For someone who had already just about had enough of Azeroth for the time being, far from opening up a whole new era of possibility, what it did was confirm my feeling that it was about time I found somewhere else to be. I moved on but I was very well aware that no matter how far or fast I was moving I wouldn't be able to outrun history. You can't unhave ideas. Automated group-making had been loosed upon the virtual world. Nothing would be the same ever again.

The Sparkle Pony, as Redbeard goes on to say, marked another turning point. At this remove I can't remember (Or be bothered to check.) if Blizzard was the first major player to introduce paid-for mounts into a Subscription game. I know Sony Online Entertainment did the same because I was there when it happened but whether that was before or after The Ensparkling I don't recall.

And it doesn't matter. Whoever did it first, soon everyone was doing it. And why wouldn't they? It turns out people like spending money on stuff that doesn't exist, even if they have to pay an entrance fee to get into the store. If you were making games to make money wouldn't you do the same? If people want to pay you twice, why not let them? 
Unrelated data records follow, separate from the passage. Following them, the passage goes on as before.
mod gates;
mod paths;
mod policy;
mod runner;

pub use gates::GateRunner;
pub use paths::resolve_path;
pub use policy::SandboxPolicy;
pub use runner::{CommandOutcome, CommandSpec, EventSink, Sandbox, MAX_CAPTURE_BYTES};
use std::collections::VecDeque;
use std::sync::atomic::{AtomicU64, Ordering};
use std::sync::{Arc, RwLock};

use tokio::sync::broadcast;

use foreman_types::{EventKind, WorkflowEvent};

/// In-process publish/subscribe with a bounded replay ring.
///
/// `publish` never blocks and never fails; slow subscribers observe
/// `RecvError::Lagged` on their bounded queue (the drop-after-overflow
/// policy) and can resynchronize through [`EventBus::replay_since`]. The
/// ring keeps the last `ring_capacity` events for late joiners. Sequence
/// numbers are monotonic per bus, i.e. per project.
#[derive(Clone)]
pub struct EventBus {
    tx: broadcast::Sender<WorkflowEvent>,
    ring: Arc<RwLock<VecDeque<WorkflowEvent>>>,
    ring_capacity: usize,
    seq: Arc<AtomicU64>,
}

pub const DEFAULT_RING_CAPACITY: usize = 1000;

impl EventBus {
    pub fn new() -> Self {
        Self::with_start_seq(DEFAULT_RING_CAPACITY, 0)
    }

    /// `start_seq` is the last sequence already persisted, so a restarted
    /// project continues its numbering instead of reusing it.
    pub fn with_start_seq(ring_capacity: usize, start_seq: u64) -> Self {
        let (tx, _) = broadcast::channel(2048);
        Self {
            tx,
            ring: Arc::new(RwLock::new(VecDeque::with_capacity(ring_capacity))),
            ring_capacity,
            seq: Arc::new(AtomicU64::new(start_seq)),
        }
    }

    /// Stamp the event with the next sequence number, retain it in the
    /// ring, and fan out. Returns the stamped event.
    pub fn publish(&self, mut event: WorkflowEvent) -> WorkflowEvent {
        event.seq = self.seq.fetch_add(1, Ordering::SeqCst) + 1;
        {
            let mut ring = self.ring.write().expect("event ring poisoned");
            if ring.len() == self.ring_capacity {
                ring.pop_front();
            }
            ring.push_back(event.clone());
        }
        let _ = self.tx.send(event.clone());
        event
    }

    pub fn subscribe(&self) -> broadcast::Receiver<WorkflowEvent> {
        self.tx.subscribe()
    }

    /// Subscription that only yields events matching the predicate.
    pub fn subscribe_where<F>(&self, predicate: F) -> FilteredSubscription<F>
    where
        F: Fn(&WorkflowEvent) -> bool,
    {
        FilteredSubscription {
            rx: self.tx.subscribe(),
            predicate,
        }
    }

    /// Retained events with `seq > since`, in publication order.
    pub fn replay_since(&self, since: u64) -> Vec<WorkflowEvent> {
        self.ring
            .read()
            .expect("event ring poisoned")
            .iter()
            .filter(|event| event.seq > since)
            .cloned()
            .collect()
    }

    pub fn last_seq(&self) -> u64 {
        self.seq.load(Ordering::SeqCst)
    }
}

impl Default for EventBus {
    fn default() -> Self {
        Self::new()
    }
}

/// Consumable stream of matched events. Lag behaves like the underlying
/// broadcast receiver: the subscriber observes the loss and can replay.
pub struct FilteredSubscription<F> {
    rx: broadcast::Receiver<WorkflowEvent>,
    predicate: F,
}

impl<F> FilteredSubscription<F>
where
    F: Fn(&WorkflowEvent) -> bool,
{
    pub async fn recv(&mut self) -> Result<WorkflowEvent, broadcast::error::RecvError> {
        loop {
            let event = self.rx.recv().await?;
            if (self.predicate)(&event) {
                return Ok(event);
            }
        }
    }
}

/// Persist every published event as an audit row. Runs until the bus is
/// dropped; a lagged receiver records the loss as a `subscriber_lagged`
/// event instead of blocking publishers.
pub fn spawn_audit_writer(
    bus: EventBus,
    store: std::sync::Arc<foreman_store::ProjectStore>,
    project_id: String,
) -> tokio::task::JoinHandle<()> {
    let mut rx = bus.subscribe();
    tokio::spawn(async move {
        loop {
            match rx.recv().await {
                Ok(event) => {
                    if let Err(err) = store.append_event(&event).await {
                        tracing::warn!(?err, "failed to persist audit event");
                    }
                }
                Err(broadcast::error::RecvError::Lagged(missed)) => {
                    tracing::warn!(missed, "audit writer lagged; events dropped from queue");
                    bus.publish(WorkflowEvent::new(
                        EventKind::SubscriberLagged,
                        project_id.clone(),
                        serde_json::json!({"subscriber": "audit", "missed": missed}),
                    ));
                }
                Err(broadcast::error::RecvError::Closed) => break,
            }
        }
    })
}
Well, I guess one good reason would be if those same people ended up losing faith in your game's ability to entertain and amuse them and took their custom elsewhere. That didn't happen even though many said it would. 
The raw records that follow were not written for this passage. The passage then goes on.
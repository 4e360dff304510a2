use chrono::{DateTime, Utc};
use serde::{Deserialize, Serialize};
use serde_json::Value;
use uuid::Uuid;

/// Every state change in Foreman crosses an event publication boundary.
#[derive(Debug, Clone, Copy, PartialEq, Eq, Hash, Serialize, Deserialize)]
#[serde(rename_all = "snake_case")]
pub enum EventKind {
    ProjectCreated,
    ProjectUpdated,
    ProjectDeleted,
    TaskCreated,
    TaskUpdated,
    TaskStatusChanged,
    TaskDeleted,
    TaskVersionCreated,
    ChangeRequestCreated,
    ChangeRequestSubmitted,
    ChangeRequestApproved,
    ChangeRequestRejected,
    ChangeRequestApplied,
    ApprovalRecorded,
    PhaseStarted,
    PhaseCompleted,
    PhaseFailed,
    GateExecuted,
    GatePassed,
    GateFailed,
    ArtifactCreated,
    RunStarted,
    RunLog,
    RunEnded,
    VcsCommitted,
    Security,
    SubscriberLagged,
}

impl EventKind {
    pub fn as_str(self) -> &'static str {
        match self {
            EventKind::ProjectCreated => "project_created",
            EventKind::ProjectUpdated => "project_updated",
            EventKind::ProjectDeleted => "project_deleted",
            EventKind::TaskCreated => "task_created",
            EventKind::TaskUpdated => "task_updated",
            EventKind::TaskStatusChanged => "task_status_changed",
            EventKind::TaskDeleted => "task_deleted",
            EventKind::TaskVersionCreated => "task_version_created",
            EventKind::ChangeRequestCreated => "change_request_created",
            EventKind::ChangeRequestSubmitted => "change_request_submitted",
            EventKind::ChangeRequestApproved => "change_request_approved",
            EventKind::ChangeRequestRejected => "change_request_rejected",
            EventKind::ChangeRequestApplied => "change_request_applied",
            EventKind::ApprovalRecorded => "approval_recorded",
            EventKind::PhaseStarted => "phase_started",
            EventKind::PhaseCompleted => "phase_completed",
            EventKind::PhaseFailed => "phase_failed",
            EventKind::GateExecuted => "gate_executed",
            EventKind::GatePassed => "gate_passed",
            EventKind::GateFailed => "gate_failed",
            EventKind::ArtifactCreated => "artifact_created",
            EventKind::RunStarted => "run_started",
            EventKind::RunLog => "run_log",
            EventKind::RunEnded => "run_ended",
            EventKind::VcsCommitted => "vcs_committed",
            EventKind::Security => "security",
            EventKind::SubscriberLagged => "subscriber_lagged",
        }
    }

    pub fn parse(value: &str) -> Option<Self> {
        const ALL: [EventKind; 27] = [
            EventKind::ProjectCreated,
            EventKind::ProjectUpdated,
            EventKind::ProjectDeleted,
            EventKind::TaskCreated,
            EventKind::TaskUpdated,
            EventKind::TaskStatusChanged,
            EventKind::TaskDeleted,
            EventKind::TaskVersionCreated,
            EventKind::ChangeRequestCreated,
            EventKind::ChangeRequestSubmitted,
            EventKind::ChangeRequestApproved,
            EventKind::ChangeRequestRejected,
            EventKind::ChangeRequestApplied,
            EventKind::ApprovalRecorded,
            EventKind::PhaseStarted,
            EventKind::PhaseCompleted,
            EventKind::PhaseFailed,
            EventKind::GateExecuted,
            EventKind::GatePassed,
            EventKind::GateFailed,
            EventKind::ArtifactCreated,
            EventKind::RunStarted,
            EventKind::RunLog,
            EventKind::RunEnded,
            EventKind::VcsCommitted,
            EventKind::Security,
            EventKind::SubscriberLagged,
        ];
        ALL.into_iter().find(|kind| kind.as_str() == value)
    }
}

/// A typed event as delivered to subscribers and forwarded over the
/// external channel. `seq` is a per-project monotonic sequence stamped by
/// the bus at publication; `(kind, entity_id, entity_version)` makes
/// redelivery idempotent.
#[derive(Debug, Clone, Serialize, Deserialize)]
pub struct WorkflowEvent {
    pub seq: u64,
    pub kind: EventKind,
    pub project_id: String,
    pub correlation_id: String,
    pub timestamp: DateTime<Utc>,
    #[serde(default, skip_serializing_if = "Option::is_none")]
    pub entity_id: Option<String>,
    #[serde(default, skip_serializing_if = "Option::is_none")]
    pub entity_version: Option<i64>,
    pub payload: Value,
}

impl WorkflowEvent {
    pub fn new(kind: EventKind, project_id: impl Into<String>, payload: Value) -> Self {
        Self {
            seq: 0,
            kind,
            project_id: project_id.into(),
            correlation_id: Uuid::new_v4().to_string(),
            timestamp: Utc::now(),
            entity_id: None,
            entity_version: None,
            payload,
        }
    }

    pub fn with_entity(mut self, entity_id: impl Into<String>, version: Option<i64>) -> Self {
        self.entity_id = Some(entity_id.into());
        self.entity_version = version;
        self
    }

    pub fn with_correlation(mut self, correlation_id: impl Into<String>) -> Self {
        self.correlation_id = correlation_id.into();
        self
    }
}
Oh, I'm sure there were people who stopped playing and claimed it was because of all the shiny ponies sparkling up the streets and maybe sometimes it was even true. I mean, I left EQII's live servers for the tumbleweed emptiness of the Test server mostly because I got into a snit about the flying carpets that came with the Desert of Flames expansion. Or I said I did.

It was a factor, just like the coming of the LFG tool to WoW was a factor in my leaving that game. It just wasn't the main reason I left. It was, as these things so often are, a handy excuse to do something I'd been wanting to do anyway. 

It was also not forever. It so rarely is. Not for me, anyway. The plethora of retro and restart servers everywhere you look these days, coupled with the endless marketing drives to bring back former players to just about every mmorpg there ever was, suggests my yo-yoing loyalties are anything but unique.

Observational and anecdotal evidence suggests the membrane holding players inside or outside the current bubble of any mmorpg is becoming ever more permeable. The whole business model used to rely on locking paying customers down. Now it's increasingly about keeping the leash loose enough so they don't feel the tie until you tug.

Every barrier that comes down weakens the next, too. Those sparkle ponies seem almost quaint now. Strike the almost. Crowded places in just about every mmorpg I play (And most I don't, I imagine.) look more like carnival parades than whatever they're intended to suggest. As recreations of fantasy cities they bear about as much resemblance to even an imaginary reality as Disneyland's Main Street USA does to any American town you can actually drive through in your own car.

It's easy enough to see it all as a degradation of some kind of preternatural authenticity that existed before but is it? Was there ever anything more to the experience than what we brought to it? Aren't we just bringing different things, now? 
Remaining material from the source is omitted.